Pain…
Has anybody ever accurately described what pain is?
How things hurt. Where they hurt, and for God’s sake what’s the point of pain anyway?
When it’s our pain we try to get all descriptive and articulate– to describe the feeling in as much gruesome detail so that whoever we’re speaking with knows exactly how much it hurts.
I feel like my head is going to explode!
It’s like someone’s got a knife in my back
I feel like somebody just kicked me in the stomach.
Is it a dull pain, a sharp pain or an ache?
The explanation of your pain never actually matches what you’re feeling. How could it? How could anybody else really know how bad it hurts?
Dodger fans know.
Some pain, you know is coming. There’s that split second right after you cut the corner too closely around the coffee table and whack your shin on it where you literally have time to think to yourself, “whoa, this is gonna hurt!” And it does.
While speaking in tongues in between syllables of other words, you check for blood.
What about the pain you don’t see coming. What if it actually starts to hurt before you drop the brick on your foot?
What if the second you realize that there is no describing how bad you’re about to feel happens while you’re happy, confident and smiling — almost euphoric?
That’s how I felt the instant the ball left Jimmy Rollins’ bat headed for the only place in the stadium where it could hurt the worst.
Even though it would take nearly 10 seconds for Carlos Ruiz to score the winning run all the way from first base, the disbelief had set in already and my knees were buckling.
I quickly got that butterfly feeling in my stomach– the same freight that I feel when somebody jumps out from behind a door to scare me, or if I know I just got caught doing something wrong.
I had already eaten too many cookies after dinner and I could feel them rising to the back of my throat even before Ruiz reached third base.
I had to lean up against a retaining wall in the stands down the third base line partly for support and partly for my own protection from the mayhem of Phillie fans dressed in red all around me.
Just seconds earlier I had felt fat and happy, content and sure.
I shot a quick look at the only other Dodger fan anywhere in my area and he had the same dumb look on his face as the one on mine— no words spoken.
The place was going absolutely nuts, white towels waving, high 5’s slapping, strangers jumping up and down, hugging.
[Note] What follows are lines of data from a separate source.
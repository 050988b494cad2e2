//! Expiry, idle and size-budget enforcement for the persistent tier.
//!
//! A sweep scans the store without holding the memory-tier lock, consults
//! the memory tier only briefly per entry for fresher access times, and
//! removes entries in this order:
//!
//! 1. expired (`now > expires_at`),
//! 2. idle longer than the configured maximum,
//! 3. oldest-accessed first, until the store fits its byte budget.
//!
//! The same sweep runs periodically in the background and synchronously
//! from `set` when a write would exceed the budget. Each deletion is bounded
//! by the policy's I/O timeout; the sweep as a whole is not.

use std::sync::Arc;
use std::time::Duration;

use chrono::{DateTime, Utc};
use tokio::task::JoinHandle;
use tokio::time::{Instant, MissedTickBehavior};
use tokio_util::sync::CancellationToken;

use super::error::{CacheError, Result};
use super::fingerprint::Fingerprint;
use super::memory::MemoryTier;
use super::store::EntryStore;

/// Limits enforced by a sweep.
#[derive(Debug, Clone, Copy, PartialEq, Eq)]
pub struct EvictionPolicy {
    pub max_idle: Duration,
    pub max_total_bytes: u64,
    /// Upper bound for a single deletion.
    pub io_timeout: Duration,
}

/// What a sweep removed.
#[derive(Debug, Clone, Default, PartialEq, Eq)]
pub struct SweepReport {
    pub expired: usize,
    pub idle: usize,
    pub evicted_for_size: usize,
    pub bytes_freed: u64,
    /// Store size once the sweep finished.
    pub remaining_bytes: u64,
}

impl SweepReport {
    pub fn removed(&self) -> usize {
        self.expired + self.idle + self.evicted_for_size
    }
}

/// Runs sweeps against a store and its memory tier.
pub struct Evictor {
    store: Arc<dyn EntryStore>,
    memory: Arc<MemoryTier>,
    policy: EvictionPolicy,
    /// Serializes sweeps so a background pass and a `set`-triggered pass
    /// do not both evict for the same shortfall.
    sweeping: tokio::sync::Mutex<()>,
}

impl Evictor {
    pub fn new(store: Arc<dyn EntryStore>, memory: Arc<MemoryTier>, policy: EvictionPolicy) -> Self {
        Self {
            store,
            memory,
            policy,
            sweeping: tokio::sync::Mutex::new(()),
        }
    }

    pub fn policy(&self) -> &EvictionPolicy {
        &self.policy
    }

    /// Run one sweep as of `now`, leaving room for `reserve` more bytes.
    pub async fn sweep(&self, now: DateTime<Utc>, reserve: u64) -> Result<SweepReport> {
        let _guard = self.sweeping.lock().await;
        let metas = self.store.scan().await?;
        let mut report = SweepReport::default();
        let mut survivors = Vec::with_capacity(metas.len());

        for mut meta in metas {
            if let Some(seen) = self.memory.peek_last_accessed(&meta.fingerprint) {
                if seen > meta.last_accessed_at {
                    meta.last_accessed_at = seen;
                }
            }

            if meta.expires_at.is_some_and(|at| now > at) {
                report.bytes_freed += self.remove(&meta.fingerprint).await?;
                report.expired += 1;
            } else if idle_for(meta.last_accessed_at, now) > self.policy.max_idle {
                report.bytes_freed += self.remove(&meta.fingerprint).await?;
                report.idle += 1;
            } else {
                survivors.push(meta);
            }
        }

        survivors.sort_by_key(|m| m.last_accessed_at);
        for meta in survivors {
            if self.store.total_bytes().saturating_add(reserve) <= self.policy.max_total_bytes {
                break;
            }
            report.bytes_freed += self.remove(&meta.fingerprint).await?;
            report.evicted_for_size += 1;
        }

        report.remaining_bytes = self.store.total_bytes();
        Ok(report)
    }

    async fn remove(&self, fingerprint: &Fingerprint) -> Result<u64> {
        self.memory.remove(fingerprint);
        let limit = self.policy.io_timeout;
        let freed = tokio::time::timeout(limit, self.store.delete(fingerprint))
            .await
            .map_err(|_| CacheError::Timeout(limit))??;
        tracing::trace!(fingerprint = %fingerprint, freed, "evicted entry");
        Ok(freed)
    }

    /// Sweep every `every` until `shutdown` fires.
    ///
    /// The first sweep happens one interval after spawning. A sweep in
    /// progress is abandoned on shutdown; each deletion is atomic, so the
    /// store is left consistent.
    pub fn spawn(self: Arc<Self>, every: Duration, shutdown: CancellationToken) -> JoinHandle<()> {
        tokio::spawn(async move {
            let mut ticker = tokio::time::interval_at(Instant::now() + every, every);
            ticker.set_missed_tick_behavior(MissedTickBehavior::Delay);

            loop {
                tokio::select! {
                    _ = ticker.tick() => {}
                    () = shutdown.cancelled() => break,
                }

                tokio::select! {
                    result = self.sweep(Utc::now(), 0) => match result {
                        Ok(report) if report.removed() > 0 => tracing::info!(
                            expired = report.expired,
                            idle = report.idle,
                            evicted = report.evicted_for_size,
                            bytes_freed = report.bytes_freed,
                            remaining = report.remaining_bytes,
                            "cache sweep finished"
                        ),
                        Ok(_) => tracing::debug!("cache sweep found nothing to evict"),
                        Err(e) => tracing::warn!(error = %e, "cache sweep failed"),
                    },
                    () = shutdown.cancelled() => break,
                }
            }
            tracing::debug!("cache evictor stopped");
        })
    }
}

fn idle_for(last_accessed: DateTime<Utc>, now: DateTime<Utc>) -> Duration {
    (now - last_accessed).to_std().unwrap_or_default()
}
impl CacheEngine {
    /// Open the cache described by `config`, or a disabled engine if
    /// caching is turned off or the cache cannot be opened.
    pub async fn open(config: &CacheConfig) -> Self {
        if !config.enabled {
            return Self::disabled();
        }
        match ReviewCache::open(config.clone()).await {
            Ok(cache) => Self { cache: Some(cache) },
            Err(e) => {
                tracing::warn!(error = %e, "caching disabled");
                Self::disabled()
            }
        }
    }

    /// An engine that caches nothing.
    pub fn disabled() -> Self {
        Self { cache: None }
    }

    pub fn is_enabled(&self) -> bool {
        self.cache.is_some()
    }

    /// The underlying cache, when enabled.
    pub fn cache(&self) -> Option<&ReviewCache> {
        self.cache.as_ref()
    }

    /// Look up a cached result. Errors are logged and treated as misses.
    pub async fn get(&self, content: impl AsRef<[u8]>) -> Option<String> {
        let cache = self.cache.as_ref()?;
        match cache.get_value(content).await {
            Ok(hit) => hit,
            Err(e) => {
                tracing::warn!(error = %e, "cache lookup failed");
                None
            }
        }
    }

    /// Store a result. Returns whether it was cached; failures are logged.
    pub async fn put(&self, content: impl AsRef<[u8]>, value: impl Into<String>, expiry: Option<Duration>) -> bool {
        let Some(cache) = self.cache.as_ref() else {
            return false;
        };
        match cache.set(content, value, expiry).await {
            Ok(()) => true,
            Err(e) => {
                tracing::warn!(error = %e, "failed to cache result");
                false
            }
        }
    }

    /// Batch lookup; misses and failures are simply absent.
    pub async fn get_many<S>(&self, contents: impl IntoIterator<Item = S>) -> HashMap<S, String>
    where
        S: AsRef<[u8]> + Eq + Hash,
    {
        let Some(cache) = self.cache.as_ref() else {
            return HashMap::new();
        };
        match cache.batch_get(contents).await {
            Ok(hits) => hits.into_iter().map(|(k, e)| (k, e.value)).collect(),
            Err(e) => {
                tracing::warn!(error = %e, "batch cache lookup failed");
                HashMap::new()
            }
        }
    }

    /// Batch store; returns how many items failed to cache.
    pub async fn put_many<S, V>(&self, items: impl IntoIterator<Item = (S, V)>, expiry: Option<Duration>) -> usize
    where
        S: AsRef<[u8]>,
        V: Into<String>,
    {
        let Some(cache) = self.cache.as_ref() else {
            return 0;
        };
        let errors = cache.batch_set(items, expiry).await;
        for e in &errors {
            tracing::warn!(error = %e, "failed to cache result");
        }
        errors.len()
    }

    /// Remove all cached entries.
    pub async fn clear(&self) -> Result<CacheStats> {
        match self.cache.as_ref() {
            Some(cache) => cache.clear().await,
            None => Ok(CacheStats::default()),
        }
    }

    /// Compute statistics about the cache.
    pub async fn stats(&self) -> Result<CacheStats> {
        match self.cache.as_ref() {
            Some(cache) => cache.stats().await,
            None => Ok(CacheStats::default()),
        }
    }

    /// Return the cache directory path.
    pub fn path(&self) -> Option<&Path> {
        self.cache.as_ref().and_then(|c| c.path())
    }

    /// Stop the underlying cache, if any.
    pub async fn stop(&self) {
        if let Some(cache) = self.cache.as_ref() {
            cache.stop().await;
        }
    }
}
I couldn’t hear a thing. I suddenly realized how cold it was.
How long did it take for that ball to stop rolling?
With one of the fastest men in baseball, Matt Kemp, helplessly trying to chase it down. When did the ache start for him? As a player he believes that somehow he can do something super-human… maybe slow everything down just enough to change what the rest of us already know is going to happen?
We actually hurt before he did.
But don’t make the mistake of thinking we are taking it worse than Kemp is. Or Broxton. Or anybody else that pulls on that Dodger uniform.
This game was their passion long before it was ours.
We throw our love and devotion behind these guys. We buy the tickets and the jersey’s with Ethier’s name on the back and rush home to listen to Vin.
Sometimes we even go so far as to think we could manage better than Joe or make better trades than Ned. Sure we would have thrown a slider instead of the fastball to that guy in the 5Th inning of last nights game…
We live an die with them all summer long, dreaming about play-off magic and all the glory that goes along with it— and almost never think about how the losers feel.
But we will never LIVE it like they do.
So now the Dodgers are at the point of the most overused cliche’ in all of sport. A “must win game”. In fact, they have the ultimate “must win” situation. They’ll have to do it three games in a row in order to taste any of that glory.
Game 4 taught us all a little something about pain.
I guess I like mine better when there’s blood.